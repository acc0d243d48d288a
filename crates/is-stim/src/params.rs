//! Named parameter registry and the host configuration surface.
//!
//! The host UI addresses parameters by display name (e.g. `"Stim time (ms)"`).
//! [`ParamId`] maps those names to typed identifiers with units, descriptions
//! and defaults; [`ConfigSource`] is the capability the generator uses to read
//! and write them.

use std::collections::BTreeMap;

use serde::{Deserialize, Serialize};

use crate::error::{StimError, StimResult};
use crate::protocol::ProtocolConfig;

/// Identifier for a protocol parameter exposed to the host.
#[derive(Debug, Clone, Copy, PartialEq, Eq, Hash, PartialOrd, Ord, Serialize, Deserialize)]
pub enum ParamId {
    StimTime,
    RangeStart,
    RangeEnd,
    Increment,
    Cycles,
    InterCycleInterval,
    Downtime,
}

impl ParamId {
    /// All parameters in host display order.
    pub const ALL: [ParamId; 7] = [
        ParamId::StimTime,
        ParamId::RangeStart,
        ParamId::RangeEnd,
        ParamId::Increment,
        ParamId::Cycles,
        ParamId::InterCycleInterval,
        ParamId::Downtime,
    ];

    /// Display name used by the host UI.
    pub fn name(self) -> &'static str {
        match self {
            Self::StimTime => "Stim time (ms)",
            Self::RangeStart => "Current Range Start (pA)",
            Self::RangeEnd => "Current Range End (pA)",
            Self::Increment => "Increment (pA)",
            Self::Cycles => "Cycles (#)",
            Self::InterCycleInterval => "Inter-Cycle-Interval (s)",
            Self::Downtime => "Downtime (s)",
        }
    }

    pub fn description(self) -> &'static str {
        match self {
            Self::StimTime => "Amount of time current is injected at every step",
            Self::RangeStart => "Starting current of the steps",
            Self::RangeEnd => "Ending current of the steps",
            Self::Increment => "How much the current increases on each step",
            Self::Cycles => "How many times to repeat the protocol",
            Self::InterCycleInterval => {
                "The time between each cycle where the protocol isn't running (output is 0)"
            }
            Self::Downtime => {
                "The time between each step where the protocol isn't running (output is 0)"
            }
        }
    }

    pub fn unit(self) -> &'static str {
        match self {
            Self::StimTime => "ms",
            Self::RangeStart | Self::RangeEnd | Self::Increment => "pA",
            Self::Cycles => "#",
            Self::InterCycleInterval | Self::Downtime => "s",
        }
    }

    pub fn kind(self) -> ParamKind {
        match self {
            Self::Cycles => ParamKind::UInteger,
            _ => ParamKind::Real,
        }
    }

    pub fn default_value(self) -> ParamValue {
        ProtocolConfig::default().value_of(self)
    }

    /// Look up a parameter by its display name.
    pub fn from_name(name: &str) -> StimResult<Self> {
        Self::ALL
            .into_iter()
            .find(|id| id.name() == name)
            .ok_or_else(|| StimError::UnknownParameter {
                name: name.to_string(),
            })
    }
}

/// Storage kind of a parameter as the host widget sees it.
#[derive(Debug, Clone, Copy, PartialEq, Eq, Serialize, Deserialize)]
pub enum ParamKind {
    Real,
    UInteger,
}

/// Parameter value exchanged with the host.
#[derive(Debug, Clone, Copy, PartialEq, Serialize, Deserialize)]
#[serde(untagged)]
pub enum ParamValue {
    Integer(i64),
    Real(f64),
}

impl ParamValue {
    pub fn as_real(&self) -> f64 {
        match *self {
            Self::Real(v) => v,
            Self::Integer(v) => v as f64,
        }
    }

    /// Integer view; reals are truncated toward zero (NaN maps to 0).
    pub fn as_integer(&self) -> i64 {
        match *self {
            Self::Real(v) => v.trunc() as i64,
            Self::Integer(v) => v,
        }
    }

    /// Coerce to a storage kind.
    pub fn coerce(self, kind: ParamKind) -> Self {
        match kind {
            ParamKind::Real => Self::Real(self.as_real()),
            ParamKind::UInteger => Self::Integer(self.as_integer()),
        }
    }
}

impl From<f64> for ParamValue {
    fn from(value: f64) -> Self {
        Self::Real(value)
    }
}

impl From<i64> for ParamValue {
    fn from(value: i64) -> Self {
        Self::Integer(value)
    }
}

impl std::fmt::Display for ParamValue {
    fn fmt(&self, f: &mut std::fmt::Formatter<'_>) -> std::fmt::Result {
        match self {
            Self::Real(v) => write!(f, "{v}"),
            Self::Integer(v) => write!(f, "{v}"),
        }
    }
}

/// Host capability for reading and writing named parameters.
pub trait ConfigSource {
    /// Current value of the named parameter, if the host knows it.
    fn get_parameter(&self, name: &str) -> Option<ParamValue>;

    /// Store a value under the named parameter.
    fn set_parameter(&mut self, name: &str, value: ParamValue) -> StimResult<()>;
}

/// In-memory parameter table seeded with the registry defaults.
#[derive(Debug, Clone, PartialEq)]
pub struct ParamTable {
    values: BTreeMap<ParamId, ParamValue>,
}

impl Default for ParamTable {
    fn default() -> Self {
        Self::new()
    }
}

impl ParamTable {
    pub fn new() -> Self {
        Self::from_config(&ProtocolConfig::default())
    }

    pub fn from_config(config: &ProtocolConfig) -> Self {
        let values = ParamId::ALL
            .into_iter()
            .map(|id| (id, config.value_of(id)))
            .collect();
        Self { values }
    }

    pub fn get(&self, id: ParamId) -> Option<ParamValue> {
        self.values.get(&id).copied()
    }

    pub fn set(&mut self, id: ParamId, value: impl Into<ParamValue>) {
        self.values.insert(id, value.into().coerce(id.kind()));
    }

    /// Parameters in display order.
    pub fn iter(&self) -> impl Iterator<Item = (ParamId, ParamValue)> + '_ {
        self.values.iter().map(|(id, value)| (*id, *value))
    }
}

impl ConfigSource for ParamTable {
    fn get_parameter(&self, name: &str) -> Option<ParamValue> {
        ParamId::from_name(name).ok().and_then(|id| self.get(id))
    }

    fn set_parameter(&mut self, name: &str, value: ParamValue) -> StimResult<()> {
        let id = ParamId::from_name(name)?;
        self.set(id, value);
        Ok(())
    }
}
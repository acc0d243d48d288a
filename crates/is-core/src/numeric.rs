use crate::CoreError;

/// Floating point type used throughout the system
pub type Real = f64;

/// Tolerance (seconds) absorbed at step-hold boundaries.
///
/// Elapsed time is accumulated by repeatedly adding the host timestep, so a
/// hold of `n * dt` can land a few ulps short of the configured duration.
pub const TIME_EPSILON_S: Real = 1e-9;

#[derive(Clone, Copy, Debug)]
pub struct Tolerances {
    pub abs: Real,
    pub rel: Real,
}

impl Default for Tolerances {
    fn default() -> Self {
        Self {
            abs: 1e-12,
            rel: 1e-9,
        }
    }
}

pub fn nearly_equal(a: Real, b: Real, tol: Tolerances) -> bool {
    let diff = (a - b).abs();
    if diff <= tol.abs {
        return true;
    }
    diff <= tol.rel * a.abs().max(b.abs())
}

pub fn ensure_finite(v: Real, what: &'static str) -> Result<Real, CoreError> {
    if v.is_finite() {
        Ok(v)
    } else {
        Err(CoreError::NonFinite { what, value: v })
    }
}

/// Accept only finite, strictly positive values.
pub fn ensure_positive(v: Real, what: &'static str) -> Result<Real, CoreError> {
    let v = ensure_finite(v, what)?;
    if v > 0.0 {
        Ok(v)
    } else {
        Err(CoreError::OutOfRange { what, value: v })
    }
}

/// Return `magnitude` with the sign of `direction`; zero direction counts as positive.
pub fn with_sign_of(magnitude: Real, direction: Real) -> Real {
    if direction < 0.0 {
        -magnitude.abs()
    } else {
        magnitude.abs()
    }
}

#[cfg(test)]
mod tests {
    use super::*;

    #[test]
    fn nearly_equal_basic() {
        let tol = Tolerances {
            abs: 1e-12,
            rel: 1e-9,
        };
        assert!(nearly_equal(1.0, 1.0 + 1e-12, tol));
        assert!(nearly_equal(0.0, 1e-13, tol));
        assert!(!nearly_equal(1.0, 1.0 + 1e-6, tol));
    }

    #[test]
    fn ensure_finite_detects_nan() {
        let err = ensure_finite(Real::NAN, "test").unwrap_err();
        let msg = format!("{err}");
        assert!(msg.contains("Non-finite"));
    }

    #[test]
    fn ensure_positive_rejects_zero_and_negative() {
        assert!(ensure_positive(0.0, "dt").is_err());
        assert!(ensure_positive(-1.0, "dt").is_err());
        assert!(ensure_positive(Real::INFINITY, "dt").is_err());
        assert_eq!(ensure_positive(0.1, "dt").unwrap(), 0.1);
    }

    #[test]
    fn with_sign_of_follows_direction() {
        assert_eq!(with_sign_of(20.0, -480.0), -20.0);
        assert_eq!(with_sign_of(-20.0, 480.0), 20.0);
        assert_eq!(with_sign_of(-20.0, 0.0), 20.0);
    }

    #[test]
    fn epsilon_absorbs_accumulated_timestep() {
        let mut elapsed = 0.0;
        for _ in 0..10 {
            elapsed += 0.001;
        }
        assert!(elapsed >= 0.01 - TIME_EPSILON_S);
    }
}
________
Task to complete:
In the entries above, find every line with the word "magnitude" and list it.

Output below:
/// Return `magnitude` with the sign of `direction`; zero direction counts as positive.
pub fn with_sign_of(magnitude: Real, direction: Real) -> Real {
        -magnitude.abs()
        magnitude.abs()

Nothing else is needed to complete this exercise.